My SATB choral setting of the poem uses a major second (a whole step) to represent the “Light”—such harmonies sound “bright” to our ears. The opening of the piece is filled with this color, and the music at “A Color stands abroad” has harmonies rich with major seconds. Interestingly, resolving this harmonic interval as a suspension produces a particular emotional response—I use this to evoke the line “But Human Nature feels” throughout the entire piece, as a major theme of the poem is our emotional response to the Light and how it colors everything we experience. So too, these suspensions color the music… until “it passes and we stay”.

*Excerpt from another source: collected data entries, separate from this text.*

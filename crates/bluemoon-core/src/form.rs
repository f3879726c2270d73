//! Residence declaration forms.

use chrono::{DateTime, NaiveDate, Utc};
use serde::{Deserialize, Serialize};

use crate::{ApartmentId, FormId, ServiceId};

/// A residence declaration, optionally filed against a service request.
#[derive(Debug, Clone, PartialEq, Eq, Serialize, Deserialize)]
pub struct Form {
    /// Permanent identifier.
    pub id: FormId,
    /// Name of the declared person.
    pub full_name: String,
    /// Apartment the person stays in; scopes the per-apartment listing.
    pub apartment_id: ApartmentId,
    /// National identity card number.
    pub national_id: Option<String>,
    /// Date of birth.
    pub date_of_birth: Option<NaiveDate>,
    /// First day of the stay.
    pub start_date: Option<NaiveDate>,
    /// Last day of the stay.
    pub end_date: Option<NaiveDate>,
    /// Free-text note.
    pub note: Option<String>,
    /// Service request the form belongs to; scopes the per-service listing.
    pub service_id: Option<ServiceId>,
    /// When the form was filed; orders every form listing.
    pub created_at: DateTime<Utc>,
    /// When the form was last written.
    pub updated_at: DateTime<Utc>,
}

Dickinson hints, though, that the experience stays with us even through its loss—it is felt as an absence, affecting us yet again. Being an optimist, however, I suggest that this loss—the mundane encroaching on the sacred—does not completely prevail: our memory of those mysteries persists. Thus, my setting ends with a persistent hint of the Light—our memory of its impact on us.
All tempos are approximate.
If necessary, the half note + quarter note triplet rhythms may be simplified to dotted quarter note + eighth note throughout the piece (mm 8, 16, 37, 39, 41, 50, 59-63).
The tenuto marks in measures 27-29 (S), 38 (A), 40 (T), 42 are intended to have a “leaned into” feel. The tenuto marks in measures 27-29 and 42 may include a slight lengthening as well, if desired.
The bass divisi in measure 28 can be simplified to just the G, if necessary.
The sfp marks in measures 34-40 are intended to be a bell-like effect and should be light (rather than a heavy-handed accent).
There is an optional soprano solo at the end of measure 43 through 47. When a soloist is used, the passage may be sung freely, with the tutti joining on “you” (downbeat of measure 46). Note the choir will have to be very careful not to accent “you”.
When no solo is desired, either the entire soprano section or any fraction thereof may sing the stem up notes, with the entire section joining at “you”, being careful not to accent the word.
“Oo” (mm 48-54) is the vowel notated in IPA as [u]: a pure, non-diphthong, Italian “u”.
Be careful not to place any accent on the “la” syllable of “Formula” in measure 53.
When a soloist is used, the optional soprano solo in measures 67 (beat 3) – 71 may be sung freely.
The tenor and bass lines in measures 69 through 80 is best sung by an even division of voices: half the tenors and basses on the “tenor” line, and half the tenors and basses on the “bass” line.
The duration of measure 79 may be rendered shorter than notated—please feel free to intuit the right duration for your performance.